I'd like to remind you all of the need for having a good mind and
living your lives in an ethical way. However you may have been doing
things up to now, you should take a look and examine to see whether
that is good or not. If you've been following wrong ways, give them
up. Give up wrong livelihood. Earn your living in a good and decent
way that doesn't harm others and doesn't harm yourself or society.
When you practice right livelihood, then you can live with a comfortable
mind.
We monks and nuns rely on the layfolk for all our material needs.
And we rely on contemplation so that we are able to explain the Dhamma
to the lay people for their own understanding and benefit, enabling
them to improve their lives. Whatever causes misery and conflict,
you can learn to recognize and remove it. Make efforts to get along
with each other, to have harmony in your relations rather than exploiting
or harming each other.
These days things are pretty bad. It's hard for folks to get along.
Even when a few people get together for a little meeting, it doesn't
work out. They just look at each other's faces three times and they're
ready to start killing each other. Why is it like this? It's only
because people have no sīla or Dhamma in their lives.
In the time of our parents it was a lot different. Just the way people
looked at each other showed that they felt love and friendship. It's
not anything like that now. If a stranger shows up in the village
as evening comes everyone will be suspicious: ''What's he doing
coming here at night?'' Why should we be afraid of a person coming
into the village? If a strange dog comes into the village, nobody
will give it a second thought. So is a person worse than a dog? ''It's
an outsider, a strange person!'' How can anyone be an outsider? When
someone comes to the village, we ought to be glad: they are in need
of shelter, so they can stay with us and we can take care of them
and help them out. We will have some company.
But nowadays there's no tradition of hospitality and good will anymore.
There is only fear and suspicion. In some villages I'd say there aren't
any people left - there are only animals. There's suspicion about
everything, possessiveness over every bush and every inch of ground,
just because there is no morality, no spirituality. When there is
no sīla and no Dhamma, then we live lives of unease
and paranoia. People go to sleep at night and soon they wake up, worrying
about what's going on or about some sound they heard. People in the
villages don't get along or trust each other. Parents and children
don't trust each other. Husband and wife don't trust each other. What's
going on?
All of this is the result of being far from the Dhamma and living
lives bereft of Dhamma. So everywhere you look it's like this, and
life is hard. If a few people show up in the village and request shelter
for the night now they're told to go find a hotel.
Everything is business now. In the past no one would think of sending
them away like that. The whole village would join in showing hospitality.
People would go and invite their neighbors and everyone would bring
food and drink to share with the guests. Now that can't be done. After
people eat their dinner, they lock the doors.
Wherever we look in the world now, this is the way things are going.

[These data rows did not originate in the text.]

//! Configuration file management for nutriguide.
//!
//! Provides a TOML-based config file at `~/.config/nutriguide/config.toml` and
//! a resolution chain: CLI flag > env var > config file > default.

use std::path::PathBuf;
use std::sync::Arc;

use anyhow::{Context, Result};
use serde::{Deserialize, Serialize};

use nutriguide_core::generate::Generator;
use nutriguide_core::provider::GeminiClient;
use nutriguide_core::provider::gemini::{DEFAULT_BASE_URL, DEFAULT_MODEL};
use nutriguide_store::config::StoreConfig;
use nutriguide_store::{FileStore, Slots};

pub const API_KEY_ENV: &str = "GEMINI_API_KEY";
pub const MODEL_ENV: &str = "NUTRIGUIDE_MODEL";

// -----------------------------------------------------------------------
// Config file types
// -----------------------------------------------------------------------

#[derive(Debug, Default, Serialize, Deserialize)]
pub struct ConfigFile {
    #[serde(default)]
    pub gemini: GeminiSection,
    #[serde(default)]
    pub storage: StorageSection,
}

#[derive(Debug, Default, Serialize, Deserialize)]
pub struct GeminiSection {
    #[serde(skip_serializing_if = "Option::is_none")]
    pub api_key: Option<String>,
    #[serde(skip_serializing_if = "Option::is_none")]
    pub model: Option<String>,
    #[serde(skip_serializing_if = "Option::is_none")]
    pub base_url: Option<String>,
}

#[derive(Debug, Default, Serialize, Deserialize)]
pub struct StorageSection {
    #[serde(skip_serializing_if = "Option::is_none")]
    pub data_dir: Option<PathBuf>,
}

// -----------------------------------------------------------------------
// Paths
// -----------------------------------------------------------------------

/// Return the nutriguide config directory.
///
/// Always uses XDG layout: `$XDG_CONFIG_HOME/nutriguide` or
/// `~/.config/nutriguide`, never the platform-specific `dirs::config_dir()`.
pub fn config_dir() -> PathBuf {
    if let Ok(xdg) = std::env::var("XDG_CONFIG_HOME") {
        return PathBuf::from(xdg).join("nutriguide");
    }
    dirs::home_dir()
        .unwrap_or_else(|| PathBuf::from("."))
        .join(".config")
        .join("nutriguide")
}

pub fn config_path() -> PathBuf {
    config_dir().join("config.toml")
}

// -----------------------------------------------------------------------
// Read / write
// -----------------------------------------------------------------------

/// Load and parse the config file. Returns an error if it does not exist.
pub fn load_config() -> Result<ConfigFile> {
    let path = config_path();
    let contents = std::fs::read_to_string(&path)
        .with_context(|| format!("failed to read config file at {}", path.display()))?;
    let config: ConfigFile = toml::from_str(&contents).context("failed to parse config file")?;
    Ok(config)
}

/// Serialize and write the config file, creating parent dirs as needed.
/// Sets file permissions to 0600 on Unix: the file may hold an API key.
pub fn save_config(config: &ConfigFile) -> Result<PathBuf> {
    let path = config_path();
    let dir = config_dir();
    std::fs::create_dir_all(&dir)
        .with_context(|| format!("failed to create config directory {}", dir.display()))?;

    let contents = toml::to_string_pretty(config).context("failed to serialize config")?;
    std::fs::write(&path, &contents)
        .with_context(|| format!("failed to write config file at {}", path.display()))?;

    #[cfg(unix)]
    {
        use std::os::unix::fs::PermissionsExt;
        let perms = std::fs::Permissions::from_mode(0o600);
        std::fs::set_permissions(&path, perms)
            .with_context(|| format!("failed to set permissions on {}", path.display()))?;
    }

    Ok(path)
}

// -----------------------------------------------------------------------
// Resolved config
// -----------------------------------------------------------------------

/// Values given on the command line. Each wins over env and file.
#[derive(Debug, Default, Clone)]
pub struct CliOverrides {
    pub api_key: Option<String>,
    pub model: Option<String>,
    pub data_dir: Option<PathBuf>,
}

/// Fully resolved configuration, ready for use.
#[derive(Debug)]
pub struct NutriConfig {
    pub api_key: Option<String>,
    pub model: String,
    pub base_url: String,
    pub store: StoreConfig,
}

fn non_empty_env(name: &str) -> Option<String> {
    std::env::var(name).ok().filter(|v| !v.trim().is_empty())
}

impl NutriConfig {
    /// Resolve configuration using the chain: CLI flag > env var > config file > default.
    ///
    /// - API key: `--api-key` > `GEMINI_API_KEY` > `gemini.api_key` > none
    /// - Model: `--model` > `NUTRIGUIDE_MODEL` > `gemini.model` > [`DEFAULT_MODEL`]
    /// - Base URL: `gemini.base_url` > [`DEFAULT_BASE_URL`]
    /// - Data dir: `--data-dir` > `NUTRIGUIDE_DATA_DIR` > `storage.data_dir` > XDG data dir
    pub fn resolve(cli: &CliOverrides) -> Result<Self> {
        let path = config_path();
        let file = if path.exists() {
            load_config()?
        } else {
            ConfigFile::default()
        };

        let api_key = cli
            .api_key
            .clone()
            .or_else(|| non_empty_env(API_KEY_ENV))
            .or(file.gemini.api_key);

        let model = cli
            .model
            .clone()
            .or_else(|| non_empty_env(MODEL_ENV))
            .or(file.gemini.model)
            .unwrap_or_else(|| DEFAULT_MODEL.to_string());

        let base_url = file
            .gemini
            .base_url
            .unwrap_or_else(|| DEFAULT_BASE_URL.to_string());

        let data_dir = cli
            .data_dir
            .clone()
            .or_else(|| non_empty_env(StoreConfig::DATA_DIR_ENV).map(PathBuf::from))
            .or(file.storage.data_dir)
            .unwrap_or_else(StoreConfig::default_data_dir);

        Ok(Self {
            api_key,
            model,
            base_url,
            store: StoreConfig::new(data_dir),
        })
    }

    /// Open the file store and wrap it in typed slots.
    pub fn slots(&self) -> Result<Slots> {
        let store = FileStore::open(&self.store).with_context(|| {
            format!("failed to open data directory {}", self.store.data_dir.display())
        })?;
        Ok(Slots::new(Arc::new(store)))
    }

    /// Build a generator backed by the Gemini API.
    pub fn generator(&self) -> Result<Generator> {
        let client = GeminiClient::new(self.api_key.clone().unwrap_or_default())
            .with_context(|| {
                format!("set {API_KEY_ENV} or run `nutriguide init --api-key <KEY>`")
            })?
            .with_model(&self.model)
            .with_base_url(&self.base_url);
        tracing::debug!(model = client.model(), "using Gemini generation service");
        Ok(Generator::new(Arc::new(client)))
    }
}

// -----------------------------------------------------------------------
// Tests
// -----------------------------------------------------------------------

It means that the non-spiritual is proliferating and taking over.
We people are generally not very happy and we don't trust anyone very
much. Some people even kill their parents now. Husbands and wives
may cut each other's throats. There is a lot of pain in society and
it's simply because of this lack of sīla and Dhamma.

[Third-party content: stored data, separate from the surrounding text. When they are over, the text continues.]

//! Canned profile and model outputs.

use serde_json::json;

use nutriguide_store::models::{
    ActivityLevel, DailyPlan, EducationalTip, Gender, Goal, NutritionGuidelines, UserProfile,
};

/// 30-year-old vegetarian woman, 165 cm, 60 kg, moderately active, aiming
/// to lose weight, allergic to peanuts.
pub fn sample_profile() -> UserProfile {
    UserProfile {
        name: "Alex Doe".to_string(),
        age: 30,
        gender: Gender::Female,
        height: 165.0,
        weight: 60.0,
        activity_level: ActivityLevel::Moderate,
        goal: Goal::WeightLoss,
        allergies: vec!["peanuts".to_string()],
        preferences: "vegetarian".to_string(),
    }
}

fn meal(name: &str, ingredients: &[&str], calories: u32, protein: u32, carbs: u32, fat: u32) -> serde_json::Value {
    json!({
        "name": name,
        "ingredients": ingredients,
        "instructions": format!("Prepare the {}.", name.to_lowercase()),
        "calories": calories,
        "protein": protein,
        "carbs": carbs,
        "fat": fat,
    })
}

/// Three days, four meals each, totals equal to the meal sums.
pub fn meal_plan_json() -> String {
    let days = [
        ("Day 1", "Overnight Oats", "Chickpea Salad", "Vegetable Curry", "Greek Yogurt"),
        ("Day 2", "Spinach Omelette", "Lentil Soup", "Tofu Stir Fry", "Apple Slices"),
        ("Day 3", "Berry Smoothie", "Quinoa Bowl", "Bean Chili", "Hummus and Carrots"),
    ];
    let plan: Vec<serde_json::Value> = days
        .iter()
        .map(|(day, breakfast, lunch, dinner, snack)| {
            json!({
                "day": day,
                "breakfast": meal(breakfast, &["oats", "milk", "berries", "chia seeds", "honey", "cinnamon"], 350, 14, 55, 8),
                "lunch": meal(lunch, &["chickpeas", "cucumber", "tomato"], 450, 18, 60, 14),
                "dinner": meal(dinner, &["rice", "vegetables", "coconut milk", "spices"], 550, 20, 75, 18),
                "snack": meal(snack, &["yogurt"], 150, 12, 10, 5),
                "totalCalories": 1500,
            })
        })
        .collect();
    serde_json::Value::Array(plan).to_string()
}

pub fn guidelines_json() -> String {
    json!({
        "dailyCalories": 1750,
        "macros": { "protein": 95, "carbs": 190, "fat": 58 },
        "keyTips": [
            "Fill half your plate with vegetables",
            "Choose whole grains",
            "Keep a steady meal schedule",
            "Limit sugary drinks"
        ],
        "recommendedFoods": ["lentils", "leafy greens", "tofu"],
        "avoidFoods": ["peanut butter", "soda"]
    })
    .to_string()
}

pub fn tips_json() -> String {
    json!([
        { "title": "Drink water first", "content": "Start each meal with a glass of water.", "category": "hydration" },
        { "title": "Batch cook grains", "content": "Cook rice or quinoa once for several days.", "category": "cooking" },
        { "title": "Read labels", "content": "Check serving sizes before comparing calories.", "category": "nutrition" },
        { "title": "Plan ahead", "content": "Decide tomorrow's lunch tonight.", "category": "habit" }
    ])
    .to_string()
}

pub fn sample_meal_plan() -> Vec<DailyPlan> {
    serde_json::from_str(&meal_plan_json()).expect("meal plan fixture is valid")
}

pub fn sample_guidelines() -> NutritionGuidelines {
    serde_json::from_str(&guidelines_json()).expect("guidelines fixture is valid")
}

pub fn sample_tips() -> Vec<EducationalTip> {
    serde_json::from_str(&tips_json()).expect("tips fixture is valid")
}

So please try to understand this and don't discard the principles
of virtue. With virtue and spirituality, human life can be happy.
Without them we become like animals.
The Buddha was born in the forest. Born in the forest, he studied
Dhamma in the forest. He taught Dhamma in the forest, beginning with
the Discourse on the Turning of the Wheel of Dhamma. He entered Nibbāna
in the forest.
It's important for those of us who live in the forest to understand
the forest. Living in the forest doesn't mean that our minds become
wild, like those of forest animals. Our minds can become elevated
and spiritually noble. This is what the Buddha said. Living in the
city we live among distraction and disturbance. In the forest, there
is quiet and tranquility. We can contemplate things clearly and develop
wisdom. So we take this quiet and tranquility as our friend and helper.
Such an environment is conducive to Dhamma practice, so we take it
as our dwelling place; we take the mountains and caves for our refuge.
Observing natural phenomena, wisdom comes about in such places. We
learn from and understand trees and everything else, and it brings
about a state of joy. The sounds of nature we hear don't disturb us.
We hear the birds calling, as they will, and it is actually a great
enjoyment. We don't react with any aversion and we aren't thinking
harmful thoughts. We aren't speaking harshly or acting aggressively
towards anyone or anything. Hearing the sounds of the forest gives
delight to the mind; even as we are hearing sounds the mind is tranquil.